Custom Domain and Certificates¶
This recipe focuses on platform configuration for custom domains and TLS certificates on Azure Functions. It is primarily an operations workflow, not application code.
Architecture¶
flowchart TD
DNS[Public DNS zone] --> HOSTNAME[Function App hostname binding]
CERT[Uploaded certificate] --> SSL[SSL binding]
HOSTNAME --> APP[Function App endpoint]
SSL --> APPPrerequisites¶
- Function App on a plan that supports custom domains and TLS.
- Domain ownership and DNS control for TXT/CNAME validation.
- PFX certificate file and password (for uploaded cert flow).
Domain and certificate workflow¶
Add custom hostname:
az functionapp config hostname add \
--webapp-name $APP_NAME \
--resource-group $RG \
--hostname api.contoso.com
| CLI element | Explanation |
|---|---|
| Command(s) | az functionapp config hostname add |
| Key flags | --webapp-name, --resource-group, --hostname |
| Variables | $APP_NAME, $RG |
| Expected result | Azure CLI applies the configuration change; confirm the returned JSON or follow-up query shows the expected value. |
Upload certificate:
az functionapp config ssl upload \
--resource-group $RG \
--name $APP_NAME \
--certificate-file /path/to/certificate.pfx \
--certificate-password "<pfx-password>"
| CLI element | Explanation |
|---|---|
| Command(s) | az functionapp config ssl upload |
| Key flags | --resource-group, --name, --certificate-file, --certificate-password |
| Variables | $RG, $APP_NAME |
| Expected result | Azure CLI applies the configuration change; confirm the returned JSON or follow-up query shows the expected value. |
Bind certificate to hostname:
az functionapp config ssl bind \
--resource-group $RG \
--name $APP_NAME \
--certificate-thumbprint <thumbprint> \
--ssl-type SNI
| CLI element | Explanation |
|---|---|
| Command(s) | az functionapp config ssl bind |
| Key flags | --resource-group, --name, --certificate-thumbprint, --ssl-type |
| Variables | $RG, $APP_NAME |
| Expected result | Azure CLI applies the configuration change; confirm the returned JSON or follow-up query shows the expected value. |
Flex Consumption note¶
- Flex Consumption does not support managed/platform certificates.

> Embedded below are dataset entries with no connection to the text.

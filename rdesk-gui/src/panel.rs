//! Toolbar overlay: user intents and placement.

use rdesk_core::{KeySequence, Point};
use tracing::trace;

use crate::ports::Panel;

/// Something the user asked for from the toolbar.
#[derive(Debug, Clone, Copy, PartialEq, Eq)]
pub enum PanelIntent {
    /// Open the session settings dialog.
    OpenSettings,
    /// `true` to enter fullscreen, `false` to leave it.
    Fullscreen(bool),
    /// Fit the window to the remote frame.
    Autosize,
    /// Send a shortcut such as Ctrl+Alt+Del.
    KeySequence(KeySequence),
}

/// Top-centre origin for a panel of `panel_width` in a window of `window_width`.
pub fn panel_origin(window_width: i32, panel_width: i32) -> Point {
    Point::new(window_width / 2 - panel_width / 2, 0)
}

/// Panel without its own widget: tracks where the overlay should be.
#[derive(Debug, Clone)]
pub struct OverlayPanel {
    width: i32,
    origin: Point,
    refreshes: u64,
}

impl OverlayPanel {
    pub fn new(width: i32) -> Self {
        Self {
            width,
            origin: Point::default(),
            refreshes: 0,
        }
    }
}

impl Panel for OverlayPanel {
    fn width(&self) -> i32 {
        self.width
    }

    fn move_to(&mut self, origin: Point) {
        self.origin = origin;
        trace!(origin = ?self.origin, "panel moved");
    }

    fn refresh(&mut self) {
        self.refreshes += 1;
        trace!(count = self.refreshes, "panel refresh");
    }
}
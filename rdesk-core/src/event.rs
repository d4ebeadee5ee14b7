//! Events the viewer sends to the remote session.
//!
//! The window controller publishes [`SessionEvent`]s on a channel; the
//! transport layer picks them up and ships the serialised payload.
//!
//! ```text
//! canvas ──► controller ──[SessionEvent]──► transport ──► host
//!              ▲
//! host  ───────┘  (frame size, cursor, clipboard, capabilities)
//! ```

use serde::{Deserialize, Serialize};

use crate::error::RdeskError;
use crate::flags::{ButtonMask, KeyModifiers};
use crate::geometry::{Point, Size};
use crate::session::SessionConfig;

/// Platform virtual-key codes the viewer refers to by name.
pub mod vk {
    pub const TAB: u16 = 0x09;
    pub const SHIFT: u16 = 0x10;
    pub const CONTROL: u16 = 0x11;
    pub const MENU: u16 = 0x12;
    pub const ESCAPE: u16 = 0x1B;
    pub const DELETE: u16 = 0x2E;
    pub const LWIN: u16 = 0x5B;
}

// ── Pointer ──────────────────────────────────────────────────────

/// A pointer event in remote-frame coordinates.
#[derive(Debug, Clone, Copy, PartialEq, Eq, Serialize, Deserialize)]
pub struct PointerEvent {
    pub position: Point,
    pub buttons: ButtonMask,
}

impl PointerEvent {
    pub fn new(position: Point, buttons: ButtonMask) -> Self {
        Self { position, buttons }
    }

    /// A wheel notch at `position` while `held` buttons are down.
    ///
    /// Positive `delta` scrolls away from the user (up).
    pub fn wheel(position: Point, held: ButtonMask, delta: i32) -> Self {
        let mut buttons = held;
        if delta > 0 {
            buttons |= ButtonMask::WHEEL_UP;
        } else if delta < 0 {
            buttons |= ButtonMask::WHEEL_DOWN;
        }
        Self { position, buttons }
    }
}

// ── Keyboard ─────────────────────────────────────────────────────

/// Whether a key went down or up.
#[derive(Debug, Clone, Copy, PartialEq, Eq, Serialize, Deserialize)]
pub enum KeyAction {
    Press,
    Release,
}

/// A key event forwarded to the host.
#[derive(Debug, Clone, Copy, PartialEq, Eq, Serialize, Deserialize)]
pub struct KeyEvent {
    /// Virtual key code (see [`vk`]).
    pub virtual_key: u16,
    /// Hardware scan code, 0 when synthesised.
    pub scan_code: u16,
    pub action: KeyAction,
    pub modifiers: KeyModifiers,
}

impl KeyEvent {
    pub fn press(virtual_key: u16, scan_code: u16, modifiers: KeyModifiers) -> Self {
        Self {
            virtual_key,
            scan_code,
            action: KeyAction::Press,
            modifiers,
        }
    }

    pub fn release(virtual_key: u16, scan_code: u16, modifiers: KeyModifiers) -> Self {
        Self {
            virtual_key,
            scan_code,
            action: KeyAction::Release,
            modifiers,
        }
    }

    pub fn is_press(&self) -> bool {
        self.action == KeyAction::Press
    }
}

/// A shortcut such as Ctrl+Alt+Del requested from the toolbar.
#[derive(Debug, Clone, Copy, PartialEq, Eq, Serialize, Deserialize)]
pub struct KeySequence {
    pub modifiers: KeyModifiers,
    pub key: u16,
}

impl KeySequence {
    pub const fn new(modifiers: KeyModifiers, key: u16) -> Self {
        Self { modifiers, key }
    }

    pub const fn ctrl_alt_del() -> Self {
        Self::new(
            KeyModifiers::CTRL.union(KeyModifiers::ALT),
            vk::DELETE,
        )
    }

    /// Expand into the key events a physical keyboard would produce.
    ///
    /// Modifiers go down in Ctrl, Alt, Shift, Meta order and come back up
    /// in reverse, wrapped around one press/release of `key`.
    pub fn expand(&self) -> Vec<KeyEvent> {
        const ORDER: [(KeyModifiers, u16); 4] = [
            (KeyModifiers::CTRL, vk::CONTROL),
            (KeyModifiers::ALT, vk::MENU),
            (KeyModifiers::SHIFT, vk::SHIFT),
            (KeyModifiers::META, vk::LWIN),
        ];

        let held: Vec<(KeyModifiers, u16)> = ORDER
            .iter()
            .copied()
            .filter(|(flag, _)| self.modifiers.contains(*flag))
            .collect();

        let mut events = Vec::with_capacity(held.len() * 2 + 2);
        let mut active = KeyModifiers::empty();
        for (flag, code) in &held {
            active |= *flag;
            events.push(KeyEvent::press(*code, 0, active));
        }
        events.push(KeyEvent::press(self.key, 0, active));
        events.push(KeyEvent::release(self.key, 0, active));
        for (flag, code) in held.iter().rev() {
            active.remove(*flag);
            events.push(KeyEvent::release(*code, 0, active));
        }
        events
    }
}

// ── Clipboard / cursor ───────────────────────────────────────────

/// Clipboard content travelling in either direction.
#[derive(Debug, Clone, PartialEq, Eq, Serialize, Deserialize)]
pub struct ClipboardEvent {
    pub mime_type: String,
    pub data: Vec<u8>,
}

impl ClipboardEvent {
    pub fn text(text: impl Into<String>) -> Self {
        Self {
            mime_type: "text/plain; charset=UTF-8".into(),
            data: text.into().into_bytes(),
        }
    }
}

/// A remote cursor image, BGRA8, top-down.
#[derive(Debug, Clone, PartialEq, Eq, Serialize, Deserialize)]
pub struct CursorShape {
    pub size: Size,
    pub hotspot: Point,
    pub data: Vec<u8>,
}

// ── SessionEvent ─────────────────────────────────────────────────

/// Everything the window controller emits towards the transport.
#[derive(Debug, Clone, PartialEq, Serialize, Deserialize)]
pub enum SessionEvent {
    Pointer(PointerEvent),
    Key(KeyEvent),
    Clipboard(ClipboardEvent),
    /// The user accepted new session settings.
    Config(SessionConfig),
    /// The window was closed; the session should be torn down.
    WindowClosed,
}

impl SessionEvent {
    /// Serialize to bytes.
    pub fn to_bytes(&self) -> Result<Vec<u8>, RdeskError> {
        Ok(bincode::serialize(self)?)
    }

    /// Deserialize from bytes.
    pub fn from_bytes(bytes: &[u8]) -> Result<Self, RdeskError> {
        Ok(bincode::deserialize(bytes)?)
    }

    /// Short tag for log lines.
    pub fn kind(&self) -> &'static str {
        match self {
            SessionEvent::Pointer(_) => "pointer",
            SessionEvent::Key(_) => "key",
            SessionEvent::Clipboard(_) => "clipboard",
            SessionEvent::Config(_) => "config",
            SessionEvent::WindowClosed => "window_closed",
        }
    }
}

// ── Tests ────────────────────────────────────────────────────────
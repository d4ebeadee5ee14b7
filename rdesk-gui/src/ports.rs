//! Collaborator interfaces the session window controller drives.
//!
//! The controller owns no toolkit objects. Everything it needs from the
//! surrounding UI (the canvas showing the remote frame, the scroll container,
//! the top-level window, the toolbar overlay, the settings dialog and the
//! local clipboard) is reached through these traits, so the state machines
//! stay platform-independent and can be driven by fakes in tests.

use rdesk_core::{
    ClipboardEvent, CursorShape, EncodingMask, FeatureMask, Point, Rect, SessionConfig, Size,
    VideoEncoding,
};

use crate::autoscroll::{Axis, ViewportLayout};

/// Surface that displays the decoded remote frame.
pub trait Canvas {
    /// Current remote frame size.
    fn frame_size(&self) -> Size;

    /// The host announced a new frame size.
    fn resize_frame(&mut self, size: Size);

    fn set_cursor(&mut self, cursor: &CursorShape);

    /// Present the latest frame.
    fn draw(&mut self);
}

/// Scroll container around the canvas.
pub trait ScrollArea {
    fn layout(&self) -> ViewportLayout;

    fn set_slider_position(&mut self, axis: Axis, position: i32);
}

/// Window-manager operations on the top-level window.
pub trait GeometryPort {
    /// Work area of the screen the window is on (taskbars excluded).
    fn available_area(&self) -> Rect;

    /// Outer window size minus client size: borders plus title bar.
    fn decoration(&self) -> Size;

    /// Outer origin and client size of the window in its normal state.
    fn normal_rect(&self) -> Rect;

    fn enter_fullscreen(&mut self);

    fn enter_maximized(&mut self);

    /// Restore to a normal window whose outer top-left is `rect.origin()`
    /// and whose client area is `rect.size()`.
    fn enter_windowed(&mut self, rect: Rect);
}

/// Toolbar overlay floating over the remote screen.
pub trait Panel {
    fn width(&self) -> i32;

    fn move_to(&mut self, origin: Point);

    /// Repaint after the frame under it changed.
    fn refresh(&mut self);
}

/// The settings dialog used for negotiation.
pub trait Negotiator {
    /// Dismissible warning shown before the dialog when the configured
    /// encoding is not offered by the host.
    fn warn_unsupported_encoding(&mut self, encoding: VideoEncoding, supported: EncodingMask);

    /// Run the dialog modally. `None` means the user cancelled.
    fn negotiate(
        &mut self,
        config: &SessionConfig,
        encodings: EncodingMask,
        features: FeatureMask,
    ) -> Option<SessionConfig>;
}

/// Relay between the local clipboard and the session.
pub trait ClipboardBridge {
    fn set_enabled(&mut self, enabled: bool);

    /// Write clipboard content received from the host.
    fn apply(&mut self, event: &ClipboardEvent);

    /// Local clipboard content changed since the last call, if any.
    fn poll(&mut self) -> Option<ClipboardEvent> {
        None
    }
}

- Use uploaded certificates with supported App Service certificate workflows when applicable.
Implementation notes¶
- Validate DNS records before binding to avoid failed hostname operations.
- Track certificate expiration and automate renewal before cut-off.
- Prefer SNI SSL unless dedicated IP SSL is explicitly required.
- Verify endpoint health after every hostname or certificate change.